%%
//! TCP transport — establishes the FTP control connection.

use crate::error::{FtpError, FtpResult};
use crate::protocol::ControlChannel;
use crate::types::Reply;
use std::time::Duration;
use tokio::net::TcpStream;
use tokio::time::timeout;

/// Open the control connection and return a ready channel **plus** the
/// server welcome banner (a 220 completion, possibly preceded by 1xx
/// "please wait" replies which are skipped).
pub async fn open(
    host: &str,
    port: u16,
    idle_timeout: Duration,
) -> FtpResult<(ControlChannel, Reply)> {
    let addr = format!("{}:{}", host, port);

    let connect = TcpStream::connect(&addr);
    let tcp = if idle_timeout.is_zero() {
        connect.await
    } else {
        timeout(idle_timeout, connect)
            .await
            .map_err(|_| FtpError::timeout(format!("TCP connect to {} timed out", addr)))?
    }
    .map_err(|e| FtpError::transport(format!("TCP connect to {}: {}", addr, e)))?;

    tcp.set_nodelay(true).ok();
    log::info!("Connected to {}", addr);

    let mut channel = ControlChannel::from_tcp(tcp, idle_timeout);
    let welcome = loop {
        let reply = channel.read_reply().await?;
        if reply.is_preliminary() {
            continue;
        }
        if !reply.is_completion() {
            return Err(FtpError::protocol(reply.code, reply.text()));
        }
        break reply;
    };
    Ok((channel, welcome))
}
%%
- [EXERCISE GOAL] Each of the lines above must appear again, unchanged.

- [SOLVED EXERCISE]
//! TCP transport — establishes the FTP control connection.

use crate::error::{FtpError, FtpResult};
use crate::protocol::ControlChannel;
use crate::types::Reply;
use std::time::Duration;
use tokio::net::TcpStream;
use tokio::time::timeout;

/// Open the control connection and return a ready channel **plus** the
/// server welcome banner (a 220 completion, possibly preceded by 1xx
/// "please wait" replies which are skipped).
pub async fn open(
    host: &str,
    port: u16,
    idle_timeout: Duration,
) -> FtpResult<(ControlChannel, Reply)> {
    let addr = format!("{}:{}", host, port);

    let connect = TcpStream::connect(&addr);
    let tcp = if idle_timeout.is_zero() {
        connect.await
    } else {
        timeout(idle_timeout, connect)
            .await
            .map_err(|_| FtpError::timeout(format!("TCP connect to {} timed out", addr)))?
    }
    .map_err(|e| FtpError::transport(format!("TCP connect to {}: {}", addr, e)))?;

    tcp.set_nodelay(true).ok();
    log::info!("Connected to {}", addr);

    let mut channel = ControlChannel::from_tcp(tcp, idle_timeout);
    let welcome = loop {
        let reply = channel.read_reply().await?;
        if reply.is_preliminary() {
            continue;
        }
        if !reply.is_completion() {
            return Err(FtpError::protocol(reply.code, reply.text()));
        }
        break reply;
    };
    Ok((channel, welcome))
}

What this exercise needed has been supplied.